DaemonicLogistics расшифровывается и выполняется непосредственно в памяти, что затрудняет его обнаружение традиционными антивирусами. Его задача — выгрузить и активировать основную полезную нагрузку — кастомный бэкдор SlowStepper, который PlushDaemon использует как основной инструмент длительного присутствия в системе.
Возможности бэкдора SlowStepper и кража данных
SlowStepper предоставляет злоумышленникам широкий набор функций: сбор детальной информации о системе, управление файлами, удалённое выполнение команд. Дополнительно он способен загружать и запускать написанные на Python модули-шпионы для кражи данных из браузеров, перехвата нажатий клавиш и извлечения учетных данных.
ESET отмечает, что SlowStepper уже ранее фигурировал в атаках на пользователей южнокорейского VPN-сервиса IPany. Тогда был скомпрометирован официальный сайт провайдера, и жертвы скачивали заражённый установщик непосредственно с легитимного ресурса. Текущая кампания с EdgeStepper развивает ту же идею, но делает её более универсальной за счёт перехвата сетевого трафика обновлений.

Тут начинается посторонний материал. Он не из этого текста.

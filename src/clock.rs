//! Time sources for the limiter.
//!
//! The limiter core never reads the system clock itself: callers pass `now`
//! into [`Limiter::admit`](crate::ratelimit::Limiter::admit). The HTTP layer
//! obtains that instant from a [`Clock`], which tests replace with a
//! [`MockClock`].

use parking_lot::Mutex;
use std::fmt::Debug;
use std::sync::Arc;
use std::time::{Duration, Instant};

/// Monotonic time source.
pub trait Clock: Send + Sync + Debug {
    /// Get the current instant.
    fn now(&self) -> Instant;
}

/// System clock backed by `Instant::now()`.
#[derive(Debug, Clone, Copy, Default)]
pub struct SystemClock;

impl SystemClock {
    /// Create a new system clock.
    pub fn new() -> Self {
        Self
    }
}

impl Clock for SystemClock {
    fn now(&self) -> Instant {
        Instant::now()
    }
}

/// Manually driven clock for deterministic tests.
///
/// Clones share the same underlying instant, so advancing one clone is
/// visible through all of them.
///
/// ```
/// use quota_gate::clock::{Clock, MockClock};
/// use std::time::{Duration, Instant};
///
/// let start = Instant::now();
/// let clock = MockClock::new(start);
/// clock.advance(Duration::from_secs(2));
/// assert_eq!(clock.now(), start + Duration::from_secs(2));
/// ```
#[derive(Debug, Clone)]
pub struct MockClock {
    current: Arc<Mutex<Instant>>,
}

impl MockClock {
    /// Create a mock clock starting at a specific instant.
    pub fn new(start: Instant) -> Self {
        Self {
            current: Arc::new(Mutex::new(start)),
        }
    }

    /// Advance the clock by a duration.
    pub fn advance(&self, duration: Duration) {
        *self.current.lock() += duration;
    }

    /// Set the clock to a specific instant.
    pub fn set(&self, instant: Instant) {
        *self.current.lock() = instant;
    }
}

impl Default for MockClock {
    fn default() -> Self {
        Self::new(Instant::now())
    }
}

impl Clock for MockClock {
    fn now(&self) -> Instant {
        *self.current.lock()
    }
}
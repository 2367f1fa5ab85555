//! HTTP server implementation.

use std::future::Future;
use std::net::SocketAddr;
use std::time::Duration;
use tokio::net::TcpListener;
use tokio::task::JoinHandle;
use tokio::time::MissedTickBehavior;
use tracing::{debug, error, info};

use super::service::{router, AppState};
use crate::config::QuotaGateConfig;
use crate::error::{QuotaGateError, Result};

/// HTTP server for the rate-limited endpoints.
pub struct HttpServer {
    /// Address to bind to
    addr: SocketAddr,
    /// Handler state, including the active limiter
    state: AppState,
    /// Idle identities older than this are evicted; `None` keeps them forever
    idle_ttl: Option<Duration>,
    /// How often the idle sweep runs
    sweep_interval: Duration,
}

impl HttpServer {
    /// Create a new server that never evicts identities.
    pub fn new(addr: SocketAddr, state: AppState) -> Self {
        Self {
            addr,
            state,
            idle_ttl: None,
            sweep_interval: Duration::from_secs(60),
        }
    }

    /// Build a server from the full service configuration.
    pub fn from_config(config: &QuotaGateConfig) -> Result<Self> {
        let state = AppState::from_config(&config.rate_limiting)?;
        Ok(Self::new(config.server.http_addr, state)
            .with_idle_eviction(config.rate_limiting.idle_ttl, config.rate_limiting.sweep_interval))
    }

    /// Evict identities idle for `idle_ttl`, checking every `sweep_interval`.
    ///
    /// Windows still holding admissions inside their period are kept
    /// regardless of `idle_ttl`.
    pub fn with_idle_eviction(mut self, idle_ttl: Option<Duration>, sweep_interval: Duration) -> Self {
        self.idle_ttl = idle_ttl;
        self.sweep_interval = sweep_interval;
        self
    }

    /// Handler state shared with the running server.
    pub fn state(&self) -> &AppState {
        &self.state
    }

    /// Start the HTTP server.
    ///
    /// This method will block until the server fails.
    pub async fn serve(self) -> Result<()> {
        self.serve_with_shutdown(std::future::pending()).await
    }

    /// Start the HTTP server with graceful shutdown.
    ///
    /// The server will shut down when the provided signal resolves.
    pub async fn serve_with_shutdown<F>(self, signal: F) -> Result<()>
    where
        F: Future<Output = ()> + Send + 'static,
    {
        let listener = TcpListener::bind(self.addr).await.map_err(|e| {
            error!(addr = %self.addr, error = %e, "Failed to bind HTTP listener");
            QuotaGateError::Io(e)
        })?;
        self.serve_on(listener, signal).await
    }

    /// Serve on an already bound listener until `signal` resolves.
    pub async fn serve_on<F>(self, listener: TcpListener, signal: F) -> Result<()>
    where
        F: Future<Output = ()> + Send + 'static,
    {
        let local_addr = listener.local_addr()?;
        info!(addr = %local_addr, "Starting HTTP server for rate limited endpoints");

        let sweeper = self.spawn_sweeper();
        let result = axum::serve(listener, router(self.state))
            .with_graceful_shutdown(signal)
            .await
            .map_err(|e| {
                error!(error = %e, "HTTP server failed");
                QuotaGateError::Server(e.to_string())
            });

        if let Some(sweeper) = sweeper {
            sweeper.abort();
        }
        result
    }

    fn spawn_sweeper(&self) -> Option<JoinHandle<()>> {
        let idle_ttl = self.idle_ttl?;
        let state = self.state.clone();
        let period = self.sweep_interval;
        info!(
            idle_ttl_ms = idle_ttl.as_millis() as u64,
            sweep_interval_ms = period.as_millis() as u64,
            "Idle rate window eviction enabled"
        );

        Some(tokio::spawn(async move {
            let mut ticker = tokio::time::interval(period);
            ticker.set_missed_tick_behavior(MissedTickBehavior::Delay);
            // The first tick completes immediately.
            ticker.tick().await;
            loop {
                ticker.tick().await;
                let evicted = state.evict_idle(idle_ttl);
                if evicted > 0 {
                    debug!(evicted, "Evicted idle rate windows");
                }
            }
        }))
    }
}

Почему возможности PlushDaemon представляют глобальную угрозу
По оценке ESET, технические возможности PlushDaemon для adversary-in-the-middle-атак достаточно развиты, чтобы потенциально скомпрометировать цели где угодно, независимо от страны и сектора. Перехват обновлений ПО позволяет:
- обойти классические защиты perimetr’а и почтовые фильтры, минуя фишинг;
- злоупотреблять доверием к легитимным каналам обновлений;
- долго сохранять присутствие в сети, маскируясь под обычный сетевой трафик;
- влиять как на офисные системы, так и на промышленные объекты, если те зависят от скомпрометированного ПО.
В результате подобные операции превращают инфраструктуру обновлений в критический элемент безопасности. Уязвимость роутера или слабый контроль над процессом обновления могут привести к долгосрочному незаметному компрометированию целой организации.
Как защититься от атак через перехват обновлений ПО
Защита от подобных кампаний требует сочетания сетевой гигиены, правильной настройки инфраструктуры и мониторинга аномалий. На практике организациям стоит обратить внимание на следующие меры:
- Защита маршрутизаторов и сетевых устройств: своевременное обновление прошивок, отключение ненужного удалённого администрирования, использование сложных уникальных паролей, замена устаревших моделей.
- Контроль DNS и трафика обновлений: мониторинг аномальных DNS-запросов, использование защищённых резолверов, валидация адресов и доменов, откуда осуществляется обновление критичных систем.
- Проверка целостности обновлений: проверка цифровых подписей, использование официальных репозиториев, ограничение источников обновлений по белым спискам (allowlist) на уровне фаерволов.
- Сетевой мониторинг и EDR: внедрение решений для обнаружения аномального поведения, запуска неизвестных бинарников и подозрительных соединений с внешней инфраструктурой.
- Безопасная разработка и supply-chain защита для вендоров: жёсткий контроль над цепочкой поставок ПО, аудиты инфраструктуры обновлений и процессов сборки.
Кампания PlushDaemon с использованием EdgeStepper и SlowStepper наглядно показывает, что периметр безопасности больше не ограничивается только серверами и рабочими станциями. Домашние и периферийные устройства, роутеры и механизмы обновления ПО становятся ключевыми точками атаки. Компании, активно полагающиеся на автоматические обновления, должны пересмотреть свои процессы и убедиться, что доверие к этим каналам подкреплено техническими и организационными мерами контроля. Инвестиции в защиту сетевой инфраструктуры и видимость над трафиком сегодня — один из наиболее эффективных шагов для снижения риска успешных кибершпионских операций подобного класса.